● Description of the task
Count how many lines below include the word "LeastSquares". Answer with a number only.

§

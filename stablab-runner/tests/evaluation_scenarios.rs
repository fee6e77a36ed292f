//! End-to-end evaluation scenarios through the public pipeline.

use std::path::Path;
use std::sync::atomic::{AtomicUsize, Ordering};
use std::sync::Arc;

use rand::rngs::StdRng;
use stablab_core::data::StandardDatasetProvider;
use stablab_core::models::LinearParams;
use stablab_core::registry::{LinearAdapter, ModelAdapter};
use stablab_core::{AdapterRegistry, AggregationRegistry, FittedModel, ModelError, ModelKey, Structure};
use stablab_runner::store::{self, StoreError};
use stablab_runner::{run_evaluation, run_evaluation_with, EvalError, EvaluationConfig};

fn write_csv(dir: &Path, name: &str, rows: usize) {
    let mut text = String::from("x0,x1,x2,y\n");
    for i in 0..rows {
        let x0 = i as f64 / 10.0;
        let x1 = ((i * 7) % 13) as f64;
        let x2 = ((i * 5) % 3) as f64 - 1.0;
        let y = 1.5 * x0 - 0.3 * x1 + 2.0 * x2 + ((i % 4) as f64) * 0.1;
        text.push_str(&format!("{x0},{x1},{x2},{y}\n"));
    }
    std::fs::write(dir.join(format!("{name}.csv")), text).unwrap();
}

fn config(root: &Path, dataset: &str, model: &str) -> EvaluationConfig {
    EvaluationConfig {
        dataset_name: Some(dataset.to_string()),
        model_key: Some(model.to_string()),
        datasets_path: root.join("datasets"),
        models_path: root.join("models"),
        results_path: root.join("results"),
        ..EvaluationConfig::default()
    }
}

#[test]
fn hundred_rows_three_splits_two_iterations_two_variants() {
    let root = tempfile::tempdir().unwrap();
    std::fs::create_dir_all(root.path().join("datasets")).unwrap();
    write_csv(&root.path().join("datasets"), "hundred", 100);

    let cfg = EvaluationConfig {
        nbr_splits: 3,
        nbr_iter: 2,
        nbr_variants: 2,
        ..config(root.path(), "hundred", "DT:sklearn")
    };
    let outcome = run_evaluation(&cfg).unwrap();

    assert_eq!(outcome.results.ensemble_size, 12);
    let aggregations: Vec<_> = outcome
        .results
        .stability
        .iter()
        .map(|r| r.aggregation.as_str())
        .collect();
    assert_eq!(aggregations, vec!["mean", "median", "std"]);
    assert_eq!(outcome.results.comparison.pair_count, 66);
    assert!(outcome
        .results
        .comparison
        .distances
        .values()
        .all(|d| d.map_or(false, |v| v >= 0.0)));

    assert!(outcome.ensemble_path.unwrap().is_file());
    assert!(outcome.result_paths.json.is_file());
    assert!(outcome.result_paths.csv.is_file());
}

#[test]
fn single_cell_grid_has_no_pairs() {
    let root = tempfile::tempdir().unwrap();
    let cfg = EvaluationConfig {
        nbr_splits: 1,
        nbr_iter: 1,
        nbr_variants: 1,
        ..config(root.path(), "sine", "LM:lasso")
    };
    let outcome = run_evaluation(&cfg).unwrap();

    assert_eq!(outcome.results.ensemble_size, 1);
    assert_eq!(outcome.results.comparison.pair_count, 0);
    assert_eq!(outcome.results.comparison.distances.len(), 3);
    assert!(outcome.results.comparison.distances.values().all(Option::is_none));
    // stds of a single instance are exactly zero
    let std = outcome
        .results
        .stability
        .iter()
        .find(|r| r.aggregation == "std")
        .unwrap();
    assert!(std.metrics.values().all(|v| *v == 0.0));
}

#[test]
fn unregistered_variant_fails_before_training() {
    let root = tempfile::tempdir().unwrap();
    let err = run_evaluation(&config(root.path(), "friedman1", "DT:xgboost")).unwrap_err();
    assert!(err.is_configuration(), "{err}");
    assert!(!root.path().join("models").exists());
}

#[test]
fn loading_without_stored_ensemble_fails() {
    let root = tempfile::tempdir().unwrap();
    let cfg = EvaluationConfig {
        load_existing_ensemble: true,
        ..config(root.path(), "linear", "LM:ridge")
    };
    let err = run_evaluation(&cfg).unwrap_err();
    assert!(matches!(
        err,
        EvalError::Store(StoreError::EnsembleNotFound { .. })
    ));
    assert!(!root.path().join("results").exists());
}

#[test]
fn reload_reproduces_results() {
    let root = tempfile::tempdir().unwrap();
    let fresh_cfg = EvaluationConfig {
        nbr_splits: 2,
        nbr_iter: 2,
        nbr_variants: 2,
        ..config(root.path(), "linear", "LM:ridge")
    };
    let fresh = run_evaluation(&fresh_cfg).unwrap();

    let reload_cfg = EvaluationConfig {
        load_existing_ensemble: true,
        ..fresh_cfg.clone()
    };
    let reloaded = run_evaluation(&reload_cfg).unwrap();
    assert!(reloaded.ensemble_path.is_none());
    assert_eq!(reloaded.results.stability, fresh.results.stability);
    assert_eq!(reloaded.results.comparison, fresh.results.comparison);
}

#[test]
fn unknown_dataset_is_configuration() {
    let root = tempfile::tempdir().unwrap();
    let err = run_evaluation(&config(root.path(), "iris", "DT:sklearn")).unwrap_err();
    assert!(matches!(err, EvalError::Dataset(_)));
    assert!(err.is_configuration());
}

#[test]
fn stored_ensemble_is_keyed_by_model_and_dataset() {
    let root = tempfile::tempdir().unwrap();
    let cfg = EvaluationConfig {
        nbr_splits: 1,
        nbr_iter: 2,
        nbr_variants: 1,
        ..config(root.path(), "sine", "DT:sklearn")
    };
    run_evaluation(&cfg).unwrap();
    let key = "DT:sklearn".parse().unwrap();
    let ensemble = store::load(&key, "sine", &root.path().join("models")).unwrap();
    assert_eq!(ensemble.len(), 2);
    assert!(root.path().join("models").join("DT-sklearn_sine.json").is_file());
}

/// Ridge adapter that records the widest rayon pool it was called from.
struct PoolWidthAdapter {
    inner: LinearAdapter,
    widest: Arc<AtomicUsize>,
}

impl PoolWidthAdapter {
    fn record(&self) {
        self.widest
            .fetch_max(rayon::current_num_threads(), Ordering::Relaxed);
    }
}

impl ModelAdapter for PoolWidthAdapter {
    fn key(&self) -> ModelKey {
        self.inner.key()
    }

    fn fit_predict(
        &self,
        x_train: &[Vec<f64>],
        y_train: &[f64],
        x_test: &[Vec<f64>],
        rng: &mut StdRng,
    ) -> Result<(FittedModel, Vec<f64>), ModelError> {
        self.record();
        self.inner.fit_predict(x_train, y_train, x_test, rng)
    }

    fn analyze(&self, model: &FittedModel) -> Result<Structure, ModelError> {
        self.record();
        self.inner.analyze(model)
    }

    fn compare_structures(&self, a: &Structure, b: &Structure) -> Result<f64, ModelError> {
        self.record();
        self.inner.compare_structures(a, b)
    }
}

#[test]
fn configured_workers_bound_every_stage() {
    for workers in [1, 2] {
        let root = tempfile::tempdir().unwrap();
        let widest = Arc::new(AtomicUsize::new(0));
        let mut registry = AdapterRegistry::new();
        registry.register(Arc::new(PoolWidthAdapter {
            inner: LinearAdapter::ridge(LinearParams::default()),
            widest: Arc::clone(&widest),
        }));
        let cfg = EvaluationConfig {
            nbr_splits: 2,
            nbr_iter: 2,
            nbr_variants: 2,
            workers: Some(workers),
            ..config(root.path(), "linear", "LM:ridge")
        };
        let provider = StandardDatasetProvider::new(&cfg.datasets_path);

        let outcome =
            run_evaluation_with(&cfg, &provider, &registry, &AggregationRegistry::standard())
                .unwrap();
        assert_eq!(outcome.results.comparison.pair_count, 28);
        assert_eq!(widest.load(Ordering::Relaxed), workers);
    }
}
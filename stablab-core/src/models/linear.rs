//! Linear regressors: ordinary least squares, lasso and ridge.
//!
//! All three fit on column-centred data and recover the intercept from the
//! means, so the penalty never touches the intercept.
//!
//! - OLS solves the centred least-squares problem with SVD, retrying with
//!   looser tolerances for near-collinear designs.
//! - Ridge solves `(XᵀX + αI) w = Xᵀy` with Cholesky, falling back to SVD.
//! - Lasso minimises `(1/2n)‖y − Xw‖² + α‖w‖₁` by cyclic coordinate descent.

use std::collections::BTreeMap;

use nalgebra::{DMatrix, DVector};
use serde::{Deserialize, Serialize};

use super::ModelError;

/// Regularisation and solver settings shared by the linear variants.
#[derive(Debug, Clone, Copy, PartialEq, Serialize, Deserialize)]
#[serde(default)]
pub struct LinearParams {
    pub lasso_alpha: f64,
    pub ridge_alpha: f64,
    /// Coordinate-descent sweeps for lasso.
    pub max_iter: usize,
    /// Lasso stops once no coefficient moves more than this in a sweep.
    pub tol: f64,
}

impl Default for LinearParams {
    fn default() -> Self {
        Self {
            lasso_alpha: 1.0,
            ridge_alpha: 1.0,
            max_iter: 1000,
            tol: 1e-4,
        }
    }
}

#[derive(Debug, Clone, Copy, PartialEq, Eq, Serialize, Deserialize)]
#[serde(rename_all = "snake_case")]
pub enum LinearKind {
    LeastSquares,
    Lasso,
    Ridge,
}

/// A fitted linear model `y = intercept + coefficients · x`.
#[derive(Debug, Clone, PartialEq, Serialize, Deserialize)]
pub struct LinearModel {
    pub kind: LinearKind,
    pub coefficients: Vec<f64>,
    pub intercept: f64,
}

/// Interpretable structure of a fitted linear model.
#[derive(Debug, Clone, PartialEq, Serialize, Deserialize)]
pub struct LinearStructure {
    pub coefficients: Vec<f64>,
    pub intercept: f64,
}

/// Coefficients with magnitude at or below this count as zero.
const ZERO_COEF: f64 = 1e-12;

struct Centered {
    x: DMatrix<f64>,
    y: DVector<f64>,
    x_mean: Vec<f64>,
    y_mean: f64,
}

fn center(x: &[Vec<f64>], y: &[f64]) -> Result<Centered, ModelError> {
    if x.is_empty() || y.is_empty() {
        return Err(ModelError::EmptyTrainingSet);
    }
    if x.len() != y.len() {
        return Err(ModelError::ShapeMismatch {
            expected: x.len(),
            found: y.len(),
        });
    }
    let n = x.len();
    let p = x[0].len();
    let mut x_mean = vec![0.0; p];
    for row in x {
        for (m, v) in x_mean.iter_mut().zip(row) {
            *m += v;
        }
    }
    for m in &mut x_mean {
        *m /= n as f64;
    }
    let y_mean = y.iter().sum::<f64>() / n as f64;

    let xc = DMatrix::from_fn(n, p, |i, j| x[i][j] - x_mean[j]);
    let yc = DVector::from_iterator(n, y.iter().map(|v| v - y_mean));
    Ok(Centered {
        x: xc,
        y: yc,
        x_mean,
        y_mean,
    })
}

/// Solve a least squares problem using SVD.
///
/// Returns `None` if the system is too ill-conditioned to solve robustly.
pub fn solve_least_squares(x: &DMatrix<f64>, y: &DVector<f64>) -> Option<DVector<f64>> {
    let svd = x.clone().svd(true, true);
    for &tol in &[1e-10, 1e-8, 1e-6] {
        if let Ok(beta) = svd.solve(y, tol) {
            if beta.iter().all(|v| v.is_finite()) {
                return Some(beta);
            }
        }
    }
    None
}

impl LinearModel {
    pub fn fit(
        kind: LinearKind,
        x: &[Vec<f64>],
        y: &[f64],
        params: &LinearParams,
    ) -> Result<Self, ModelError> {
        let c = center(x, y)?;
        let coefficients: Vec<f64> = if c.x.ncols() == 0 {
            Vec::new()
        } else {
            match kind {
                LinearKind::LeastSquares => fit_least_squares(&c)?,
                LinearKind::Ridge => fit_ridge(&c, params.ridge_alpha)?,
                LinearKind::Lasso => fit_lasso(&c, params),
            }
        };

        if coefficients.iter().any(|v| !v.is_finite()) {
            return Err(ModelError::NonFinite(format!("{kind:?} coefficients")));
        }
        let intercept = c.y_mean
            - coefficients
                .iter()
                .zip(&c.x_mean)
                .map(|(w, m)| w * m)
                .sum::<f64>();
        if !intercept.is_finite() {
            return Err(ModelError::NonFinite(format!("{kind:?} intercept")));
        }

        Ok(Self {
            kind,
            coefficients,
            intercept,
        })
    }

    pub fn predict_row(&self, row: &[f64]) -> f64 {
        self.intercept
            + self
                .coefficients
                .iter()
                .zip(row)
                .map(|(w, v)| w * v)
                .sum::<f64>()
    }

    pub fn structure(&self) -> LinearStructure {
        LinearStructure {
            coefficients: self.coefficients.clone(),
            intercept: self.intercept,
        }
    }
}

fn fit_least_squares(c: &Centered) -> Result<Vec<f64>, ModelError> {
    solve_least_squares(&c.x, &c.y)
        .map(|beta| beta.iter().copied().collect())
        .ok_or(ModelError::Singular)
}

fn fit_ridge(c: &Centered, alpha: f64) -> Result<Vec<f64>, ModelError> {
    let p = c.x.ncols();
    let gram = c.x.transpose() * &c.x + DMatrix::<f64>::identity(p, p) * alpha;
    let rhs = c.x.transpose() * &c.y;
    let beta = match gram.clone().cholesky() {
        Some(chol) => chol.solve(&rhs),
        None => solve_least_squares(&gram, &rhs).ok_or(ModelError::Singular)?,
    };
    Ok(beta.iter().copied().collect())
}

fn fit_lasso(c: &Centered, params: &LinearParams) -> Vec<f64> {
    let n = c.x.nrows();
    let p = c.x.ncols();
    let threshold = params.lasso_alpha * n as f64;
    let col_sq: Vec<f64> = (0..p).map(|j| c.x.column(j).norm_squared()).collect();

    let mut w = vec![0.0; p];
    let mut residual: Vec<f64> = c.y.iter().copied().collect();

    for sweep in 0..params.max_iter.max(1) {
        let mut max_delta: f64 = 0.0;
        for j in 0..p {
            if col_sq[j] == 0.0 {
                continue;
            }
            let col = c.x.column(j);
            let rho: f64 = col
                .iter()
                .zip(&residual)
                .map(|(xij, r)| xij * (r + xij * w[j]))
                .sum();
            let updated = soft_threshold(rho, threshold) / col_sq[j];
            let delta = updated - w[j];
            if delta != 0.0 {
                for (r, xij) in residual.iter_mut().zip(col.iter()) {
                    *r -= xij * delta;
                }
                w[j] = updated;
            }
            max_delta = max_delta.max(delta.abs());
        }
        if max_delta <= params.tol {
            tracing::trace!(sweeps = sweep + 1, "lasso converged");
            return w;
        }
    }
    tracing::debug!(max_iter = params.max_iter, "lasso reached max_iter before converging");
    w
}

fn soft_threshold(value: f64, threshold: f64) -> f64 {
    if value > threshold {
        value - threshold
    } else if value < -threshold {
        value + threshold
    } else {
        0.0
    }
}

impl LinearStructure {
    pub fn summary(&self) -> BTreeMap<String, f64> {
        let l1: f64 = self.coefficients.iter().map(|c| c.abs()).sum();
        let l2: f64 = self.coefficients.iter().map(|c| c * c).sum::<f64>().sqrt();
        let nonzero = self.coefficients.iter().filter(|c| c.abs() > ZERO_COEF).count();
        let max_abs = self.coefficients.iter().fold(0.0_f64, |m, c| m.max(c.abs()));

        let mut out = BTreeMap::from([
            ("intercept".to_string(), self.intercept),
            ("l1_norm".to_string(), l1),
            ("l2_norm".to_string(), l2),
            ("n_nonzero".to_string(), nonzero as f64),
            ("max_abs_coef".to_string(), max_abs),
        ]);
        for (j, c) in self.coefficients.iter().enumerate() {
            out.insert(format!("coef_{j}"), *c);
        }
        out
    }

    /// Euclidean distance between coefficient vectors (shorter one padded with
    /// zeros) plus the absolute intercept difference.
    pub fn distance(&self, other: &LinearStructure) -> f64 {
        let len = self.coefficients.len().max(other.coefficients.len());
        let sq: f64 = (0..len)
            .map(|j| {
                let a = self.coefficients.get(j).copied().unwrap_or(0.0);
                let b = other.coefficients.get(j).copied().unwrap_or(0.0);
                (a - b) * (a - b)
            })
            .sum();
        sq.sqrt() + (self.intercept - other.intercept).abs()
    }
}

#[cfg(test)]
mod tests {
    use super::*;

    fn line_data() -> (Vec<Vec<f64>>, Vec<f64>) {
        // y = 2 + 3*x0 - 1*x1
        let x: Vec<Vec<f64>> = (0..12)
            .map(|i| vec![i as f64, ((i * 7) % 5) as f64])
            .collect();
        let y = x.iter().map(|r| 2.0 + 3.0 * r[0] - r[1]).collect();
        (x, y)
    }

    #[test]
    fn least_squares_recovers_exact_line() {
        let (x, y) = line_data();
        let m = LinearModel::fit(LinearKind::LeastSquares, &x, &y, &LinearParams::default()).unwrap();
        assert!((m.coefficients[0] - 3.0).abs() < 1e-9);
        assert!((m.coefficients[1] + 1.0).abs() < 1e-9);
        assert!((m.intercept - 2.0).abs() < 1e-9);
    }

    #[test]
    fn ridge_shrinks_towards_zero() {
        let (x, y) = line_data();
        let ols = LinearModel::fit(LinearKind::LeastSquares, &x, &y, &LinearParams::default()).unwrap();
        let params = LinearParams {
            ridge_alpha: 100.0,
            ..LinearParams::default()
        };
        let ridge = LinearModel::fit(LinearKind::Ridge, &x, &y, &params).unwrap();
        let norm = |m: &LinearModel| m.structure().summary()["l2_norm"];
        assert!(norm(&ridge) < norm(&ols));
    }

    #[test]
    fn ridge_with_zero_alpha_matches_least_squares() {
        let (x, y) = line_data();
        let params = LinearParams {
            ridge_alpha: 0.0,
            ..LinearParams::default()
        };
        let ridge = LinearModel::fit(LinearKind::Ridge, &x, &y, &params).unwrap();
        assert!((ridge.coefficients[0] - 3.0).abs() < 1e-8);
        assert!((ridge.intercept - 2.0).abs() < 1e-8);
    }

    #[test]
    fn lasso_with_large_alpha_zeroes_everything() {
        let (x, y) = line_data();
        let params = LinearParams {
            lasso_alpha: 1e6,
            ..LinearParams::default()
        };
        let lasso = LinearModel::fit(LinearKind::Lasso, &x, &y, &params).unwrap();
        assert!(lasso.coefficients.iter().all(|c| *c == 0.0));
        let mean = y.iter().sum::<f64>() / y.len() as f64;
        assert!((lasso.intercept - mean).abs() < 1e-12);
    }

    #[test]
    fn lasso_with_small_alpha_is_close_to_least_squares() {
        let (x, y) = line_data();
        let params = LinearParams {
            lasso_alpha: 1e-6,
            max_iter: 10_000,
            tol: 1e-10,
            ..LinearParams::default()
        };
        let lasso = LinearModel::fit(LinearKind::Lasso, &x, &y, &params).unwrap();
        assert!((lasso.coefficients[0] - 3.0).abs() < 1e-3);
        assert!((lasso.coefficients[1] + 1.0).abs() < 1e-3);
    }

    #[test]
    fn empty_training_set_fails() {
        let err = LinearModel::fit(LinearKind::Ridge, &[], &[], &LinearParams::default()).unwrap_err();
        assert!(matches!(err, ModelError::EmptyTrainingSet));
    }

    #[test]
    fn summary_counts_nonzero_and_lists_coefficients() {
        let s = LinearStructure {
            coefficients: vec![0.0, -2.0, 1.0],
            intercept: 0.5,
        };
        let summary = s.summary();
        assert_eq!(summary["n_nonzero"], 2.0);
        assert_eq!(summary["l1_norm"], 3.0);
        assert_eq!(summary["max_abs_coef"], 2.0);
        assert_eq!(summary["coef_1"], -2.0);
    }

    #[test]
    fn distance_pads_shorter_vector() {
        let a = LinearStructure {
            coefficients: vec![3.0, 4.0],
            intercept: 1.0,
        };
        let b = LinearStructure {
            coefficients: vec![],
            intercept: 0.0,
        };
        assert_eq!(a.distance(&b), 6.0);
        assert_eq!(b.distance(&a), 6.0);
        assert_eq!(a.distance(&a), 0.0);
    }
}
use serde::{Deserialize, Serialize};
use thiserror::Error;

use super::Features;

/// A regression dataset: row-major features plus one target per row.
#[derive(Debug, Clone, PartialEq, Serialize, Deserialize)]
pub struct Dataset {
    pub name: String,
    pub feature_names: Vec<String>,
    pub features: Features,
    pub target: Vec<f64>,
}

#[derive(Debug, Error, PartialEq)]
pub enum DatasetError {
    #[error("dataset '{0}' has no rows")]
    Empty(String),
    #[error("dataset '{name}': {features} feature rows but {targets} targets")]
    LengthMismatch {
        name: String,
        features: usize,
        targets: usize,
    },
    #[error("dataset '{name}': row {row} has {found} columns, expected {expected}")]
    RaggedRow {
        name: String,
        row: usize,
        found: usize,
        expected: usize,
    },
    #[error("dataset '{name}': non-finite value at row {row}")]
    NonFinite { name: String, row: usize },
}

impl Dataset {
    /// Build a dataset, checking shape and finiteness.
    pub fn new(
        name: impl Into<String>,
        feature_names: Vec<String>,
        features: Features,
        target: Vec<f64>,
    ) -> Result<Self, DatasetError> {
        let name = name.into();
        if features.is_empty() {
            return Err(DatasetError::Empty(name));
        }
        if features.len() != target.len() {
            return Err(DatasetError::LengthMismatch {
                name,
                features: features.len(),
                targets: target.len(),
            });
        }
        let expected = feature_names.len();
        for (row, (x, y)) in features.iter().zip(&target).enumerate() {
            if x.len() != expected {
                return Err(DatasetError::RaggedRow {
                    name,
                    row,
                    found: x.len(),
                    expected,
                });
            }
            if !y.is_finite() || x.iter().any(|v| !v.is_finite()) {
                return Err(DatasetError::NonFinite { name, row });
            }
        }
        Ok(Self {
            name,
            feature_names,
            features,
            target,
        })
    }

    pub fn n_rows(&self) -> usize {
        self.target.len()
    }

    pub fn n_features(&self) -> usize {
        self.feature_names.len()
    }

    /// Gather the rows at `indices` (duplicates allowed, e.g. for bootstrap).
    pub fn select(&self, indices: &[usize]) -> (Features, Vec<f64>) {
        let x = indices.iter().map(|&i| self.features[i].clone()).collect();
        let y = indices.iter().map(|&i| self.target[i]).collect();
        (x, y)
    }
}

§

● Task answer
4